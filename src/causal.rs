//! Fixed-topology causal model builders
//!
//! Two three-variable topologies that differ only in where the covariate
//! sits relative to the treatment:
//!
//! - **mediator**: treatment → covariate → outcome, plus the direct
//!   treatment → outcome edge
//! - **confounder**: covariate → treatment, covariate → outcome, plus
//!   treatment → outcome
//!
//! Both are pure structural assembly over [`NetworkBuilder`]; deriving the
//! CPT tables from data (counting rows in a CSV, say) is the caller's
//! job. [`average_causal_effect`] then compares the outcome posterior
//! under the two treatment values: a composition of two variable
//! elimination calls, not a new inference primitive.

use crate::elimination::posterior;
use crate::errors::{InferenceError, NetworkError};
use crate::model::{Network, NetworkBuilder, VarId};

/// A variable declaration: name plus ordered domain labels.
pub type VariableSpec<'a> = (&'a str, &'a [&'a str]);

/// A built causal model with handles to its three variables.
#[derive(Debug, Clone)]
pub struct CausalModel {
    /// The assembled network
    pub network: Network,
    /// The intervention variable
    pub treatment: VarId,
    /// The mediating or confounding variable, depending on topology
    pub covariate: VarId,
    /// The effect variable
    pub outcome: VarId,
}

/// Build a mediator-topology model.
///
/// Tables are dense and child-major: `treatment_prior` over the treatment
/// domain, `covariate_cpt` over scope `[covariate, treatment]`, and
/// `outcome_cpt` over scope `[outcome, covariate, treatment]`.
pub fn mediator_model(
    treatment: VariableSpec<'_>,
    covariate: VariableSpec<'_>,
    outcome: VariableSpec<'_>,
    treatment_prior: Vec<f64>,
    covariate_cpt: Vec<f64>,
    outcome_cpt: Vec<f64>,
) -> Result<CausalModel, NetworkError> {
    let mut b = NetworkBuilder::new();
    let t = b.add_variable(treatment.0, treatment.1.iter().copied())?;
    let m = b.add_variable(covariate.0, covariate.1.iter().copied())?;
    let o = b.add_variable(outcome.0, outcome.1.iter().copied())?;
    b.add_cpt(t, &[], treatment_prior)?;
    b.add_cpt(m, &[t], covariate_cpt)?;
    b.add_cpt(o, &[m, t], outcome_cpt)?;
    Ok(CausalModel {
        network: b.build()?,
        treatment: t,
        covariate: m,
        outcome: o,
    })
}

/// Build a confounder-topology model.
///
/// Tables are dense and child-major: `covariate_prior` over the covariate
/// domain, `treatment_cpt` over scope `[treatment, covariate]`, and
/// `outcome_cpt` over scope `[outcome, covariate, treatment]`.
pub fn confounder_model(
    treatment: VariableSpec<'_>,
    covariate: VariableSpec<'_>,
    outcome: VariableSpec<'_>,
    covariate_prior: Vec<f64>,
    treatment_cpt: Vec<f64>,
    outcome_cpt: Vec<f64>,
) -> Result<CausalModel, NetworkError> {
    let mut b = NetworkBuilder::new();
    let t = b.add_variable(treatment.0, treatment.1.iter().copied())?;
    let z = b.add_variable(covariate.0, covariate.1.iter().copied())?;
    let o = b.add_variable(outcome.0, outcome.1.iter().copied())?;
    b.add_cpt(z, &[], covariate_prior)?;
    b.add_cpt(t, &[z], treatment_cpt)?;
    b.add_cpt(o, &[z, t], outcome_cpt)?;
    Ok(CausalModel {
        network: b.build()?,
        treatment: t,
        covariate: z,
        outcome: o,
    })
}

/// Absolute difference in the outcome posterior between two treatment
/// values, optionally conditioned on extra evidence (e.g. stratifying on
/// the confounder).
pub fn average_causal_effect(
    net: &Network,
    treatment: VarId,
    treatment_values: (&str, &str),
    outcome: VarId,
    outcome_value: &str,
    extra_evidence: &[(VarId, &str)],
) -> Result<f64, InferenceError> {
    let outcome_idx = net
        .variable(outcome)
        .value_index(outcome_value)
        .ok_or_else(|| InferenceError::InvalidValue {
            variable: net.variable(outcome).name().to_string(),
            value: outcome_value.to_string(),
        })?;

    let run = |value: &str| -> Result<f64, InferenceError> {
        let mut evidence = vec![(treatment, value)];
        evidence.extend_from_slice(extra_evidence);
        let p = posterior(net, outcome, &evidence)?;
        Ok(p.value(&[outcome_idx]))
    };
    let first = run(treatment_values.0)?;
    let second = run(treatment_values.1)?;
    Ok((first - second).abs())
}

■ Exercise requirements:
Retype the lines above, keeping every character.

■ Output for this task:
filename src/causal.rs
//! Fixed-topology causal model builders
//!
//! Two three-variable topologies that differ only in where the covariate
//! sits relative to the treatment:
//!
//! - **mediator**: treatment → covariate → outcome, plus the direct
//!   treatment → outcome edge
//! - **confounder**: covariate → treatment, covariate → outcome, plus
//!   treatment → outcome
//!
//! Both are pure structural assembly over [`NetworkBuilder`]; deriving the
//! CPT tables from data (counting rows in a CSV, say) is the caller's
//! job. [`average_causal_effect`] then compares the outcome posterior
//! under the two treatment values: a composition of two variable
//! elimination calls, not a new inference primitive.

use crate::elimination::posterior;
use crate::errors::{InferenceError, NetworkError};
use crate::model::{Network, NetworkBuilder, VarId};

/// A variable declaration: name plus ordered domain labels.
pub type VariableSpec<'a> = (&'a str, &'a [&'a str]);

/// A built causal model with handles to its three variables.
#[derive(Debug, Clone)]
pub struct CausalModel {
    /// The assembled network
    pub network: Network,
    /// The intervention variable
    pub treatment: VarId,
    /// The mediating or confounding variable, depending on topology
    pub covariate: VarId,
    /// The effect variable
    pub outcome: VarId,
}

/// Build a mediator-topology model.
///
/// Tables are dense and child-major: `treatment_prior` over the treatment
/// domain, `covariate_cpt` over scope `[covariate, treatment]`, and
/// `outcome_cpt` over scope `[outcome, covariate, treatment]`.
pub fn mediator_model(
    treatment: VariableSpec<'_>,
    covariate: VariableSpec<'_>,
    outcome: VariableSpec<'_>,
    treatment_prior: Vec<f64>,
    covariate_cpt: Vec<f64>,
    outcome_cpt: Vec<f64>,
) -> Result<CausalModel, NetworkError> {
    let mut b = NetworkBuilder::new();
    let t = b.add_variable(treatment.0, treatment.1.iter().copied())?;
    let m = b.add_variable(covariate.0, covariate.1.iter().copied())?;
    let o = b.add_variable(outcome.0, outcome.1.iter().copied())?;
    b.add_cpt(t, &[], treatment_prior)?;
    b.add_cpt(m, &[t], covariate_cpt)?;
    b.add_cpt(o, &[m, t], outcome_cpt)?;
    Ok(CausalModel {
        network: b.build()?,
        treatment: t,
        covariate: m,
        outcome: o,
    })
}

/// Build a confounder-topology model.
///
/// Tables are dense and child-major: `covariate_prior` over the covariate
/// domain, `treatment_cpt` over scope `[treatment, covariate]`, and
/// `outcome_cpt` over scope `[outcome, covariate, treatment]`.
pub fn confounder_model(
    treatment: VariableSpec<'_>,
    covariate: VariableSpec<'_>,
    outcome: VariableSpec<'_>,
    covariate_prior: Vec<f64>,
    treatment_cpt: Vec<f64>,
    outcome_cpt: Vec<f64>,
) -> Result<CausalModel, NetworkError> {
    let mut b = NetworkBuilder::new();
    let t = b.add_variable(treatment.0, treatment.1.iter().copied())?;
    let z = b.add_variable(covariate.0, covariate.1.iter().copied())?;
    let o = b.add_variable(outcome.0, outcome.1.iter().copied())?;
    b.add_cpt(z, &[], covariate_prior)?;
    b.add_cpt(t, &[z], treatment_cpt)?;
    b.add_cpt(o, &[z, t], outcome_cpt)?;
    Ok(CausalModel {
        network: b.build()?,
        treatment: t,
        covariate: z,
        outcome: o,
    })
}

/// Absolute difference in the outcome posterior between two treatment
/// values, optionally conditioned on extra evidence (e.g. stratifying on
/// the confounder).
pub fn average_causal_effect(
    net: &Network,
    treatment: VarId,
    treatment_values: (&str, &str),
    outcome: VarId,
    outcome_value: &str,
    extra_evidence: &[(VarId, &str)],
) -> Result<f64, InferenceError> {
    let outcome_idx = net
        .variable(outcome)
        .value_index(outcome_value)
        .ok_or_else(|| InferenceError::InvalidValue {
            variable: net.variable(outcome).name().to_string(),
            value: outcome_value.to_string(),
        })?;

    let run = |value: &str| -> Result<f64, InferenceError> {
        let mut evidence = vec![(treatment, value)];
        evidence.extend_from_slice(extra_evidence);
        let p = posterior(net, outcome, &evidence)?;
        Ok(p.value(&[outcome_idx]))
    };
    let first = run(treatment_values.0)?;
    let second = run(treatment_values.1)?;
    Ok((first - second).abs())
}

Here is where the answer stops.